- Developer: Konami Computer Entertainment Tokyo
- Publisher: Konami Computer Entertainment Tokyo
- Series: Beatmania IIDX & Bemani
- Platform: Arcade
- Release: JP: July 27, 1999;
- Genre: Music
- Modes: Single-player & Multiplayer
- Arcade system: Bemani Twinkle

= Beatmania IIDX Substream =

1999 video game

beatmania IIDX substream is a 1999 music video game which had a different songlist and could be linked to a Dance Dance Revolution machine for simultaneous play. If either the Dance Dance Revolution player or IIDX player made mistakes, the other game became more difficult.

==Gameplay==
Beatmania IIDX tasks the player with performing songs through a controller consisting of seven key buttons and a scratchable turntable. Hitting the notes with strong timing increases the score and groove gauge bar, allowing the player to finish the stage. Failing to do so depletes the gauge until it is empty, abruptly ending the song.

Song List:
1. BRILLIANT 2U - NAOKI, from DDR 2ndMIX
2. deep in you - dj nagureo, from DDR 2ndMIX Club Version
3. Gentle stress - DJ Swan, from DDR 2ndMIX Club Version
4. GENOM SCREAMS (IIDX Edit) - L.E.D. LIGHT, from DDR EXTREME & DDR 2ndMIX Club Version
5. Macho Gang - ANAL SPYDER, from DDR 2ndMIX Club Version
6. NaHaNaHa vs.

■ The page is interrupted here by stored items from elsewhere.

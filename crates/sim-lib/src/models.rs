//! Core data models for the multi-cloud billing simulator

use std::collections::BTreeMap;
use std::fmt;

use serde::{Deserialize, Serialize};

use crate::pattern::WorkloadPattern;

/// Cloud platforms covered by the simulator
#[derive(Debug, Clone, Copy, PartialEq, Eq, PartialOrd, Ord, Hash, Serialize, Deserialize)]
#[serde(rename_all = "lowercase")]
pub enum CloudProvider {
    Aws,
    Gcp,
    Azure,
}

impl CloudProvider {
    /// All supported platforms, in processing order
    pub const ALL: [CloudProvider; 3] =
        [CloudProvider::Aws, CloudProvider::Azure, CloudProvider::Gcp];

    pub fn as_str(&self) -> &'static str {
        match self {
            CloudProvider::Aws => "aws",
            CloudProvider::Gcp => "gcp",
            CloudProvider::Azure => "azure",
        }
    }
}

impl fmt::Display for CloudProvider {
    fn fmt(&self, f: &mut fmt::Formatter<'_>) -> fmt::Result {
        f.write_str(self.as_str())
    }
}

/// Base lifecycle of a workload on one cloud, consumed by the
/// per-provider generators when shaping daily volume
#[derive(Debug, Clone, Copy, Default, PartialEq, Eq, Serialize, Deserialize)]
#[serde(rename_all = "snake_case")]
pub enum Lifecycle {
    #[default]
    SteadyState,
    Growing,
    Declining,
}

impl Lifecycle {
    pub fn as_str(&self) -> &'static str {
        match self {
            Lifecycle::SteadyState => "steady_state",
            Lifecycle::Growing => "growing",
            Lifecycle::Declining => "declining",
        }
    }
}

/// Per-cloud slice of a multi-cloud project
///
/// `percentage` is a design-time approximation of steady-state share in
/// [0, 1]. Allocations within a project need not sum to exactly 1; the
/// per-day pattern adjustment renormalizes shares.
#[derive(Debug, Clone, Serialize, Deserialize)]
pub struct CloudAllocation {
    #[serde(default)]
    pub base_lifecycle: Lifecycle,
    pub services: Vec<String>,
    pub stages: Vec<String>,
    pub percentage: f64,
}

/// Immutable multi-cloud project configuration, created once at startup
#[derive(Debug, Clone, Serialize, Deserialize)]
pub struct MultiCloudProject {
    pub name: String,
    pub description: String,
    pub use_case: String,
    pub business_unit: String,
    pub pattern: WorkloadPattern,
    pub clouds: BTreeMap<CloudProvider, CloudAllocation>,
}

impl MultiCloudProject {
    pub fn allocation(&self, cloud: CloudProvider) -> Option<&CloudAllocation> {
        self.clouds.get(&cloud)
    }
}

/// Opaque provider-specific billing record
///
/// Produced by the per-provider generators with their native field names;
/// read-only to the core except for the cost fields rescaled in place by
/// the record adjuster.
pub type RawRecord = serde_json::Map<String, serde_json::Value>;

/// Canonical billing record shared across providers
#[derive(Debug, Clone, PartialEq, Serialize, Deserialize)]
pub struct NormalizedRecord {
    pub cloud: CloudProvider,
    pub multi_cloud_project: String,
    /// Calendar date as `YYYY-MM-DD`, empty when the source record had none
    pub date: String,
    pub service: String,
    pub resource_id: String,
    pub cost: f64,
    pub account_id: String,
    pub region: String,
    pub usage_quantity: f64,
    pub usage_unit: String,
}

/// Ordered collection of normalized records, the sole analytics input
///
/// Append-only while the pipeline consolidates provider outputs, read-only
/// afterward.
#[derive(Debug, Clone, Default, Serialize, Deserialize)]
pub struct ConsolidatedTable {
    records: Vec<NormalizedRecord>,
}

impl ConsolidatedTable {
    pub fn new() -> Self {
        Self::default()
    }

    pub fn push(&mut self, record: NormalizedRecord) {
        self.records.push(record);
    }

    pub fn records(&self) -> &[NormalizedRecord] {
        &self.records
    }

    pub fn iter(&self) -> impl Iterator<Item = &NormalizedRecord> {
        self.records.iter()
    }

    pub fn len(&self) -> usize {
        self.records.len()
    }

    pub fn is_empty(&self) -> bool {
        self.records.is_empty()
    }
}

impl FromIterator<NormalizedRecord> for ConsolidatedTable {
    fn from_iter<I: IntoIterator<Item = NormalizedRecord>>(iter: I) -> Self {
        Self {
            records: iter.into_iter().collect(),
        }
    }
}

Gattchoon Battle - DJ Senda & Tiny-K
7. PARANOiA MAX ~DIRTY MIX~ - 190/ from DDR 2ndMIX
8. RUGGED ASH - SYMPHONIC DEFOGGERS (Yasushi Kurobane), from DDR 2ndMIX Club Version
9. THE EARTH LIGHT - L.E.D. LIGHT, from DDR 2ndMIX Club Version
10. Chotto Kiitena (ZANSHIN-NA MIX) - Laugh & Peace, from DDR 2ndMIX Club Version

==Development and release==
In 1999 Beatmania IIDX was released. Neil Foster of Hardcore Gaming 101 called the game "a rocky start" for the Beatmania IIDX series, since it had music from Beatmanias first two iterations (1st Mix and 2nd Mix) paired with new songs and remixes. According to Foster, many players were initially not impressed with performing old songs on upgraded hardware, so they switched to Beatmania 4th Mix. Bemani developed several updates to the game after its release, including Beatmania IIDX Substream. Konami decided to link Club Version (later Substream) cabinets with Dance Dance Revolution 2ndMix machines for simultaneous play, leading to increased success.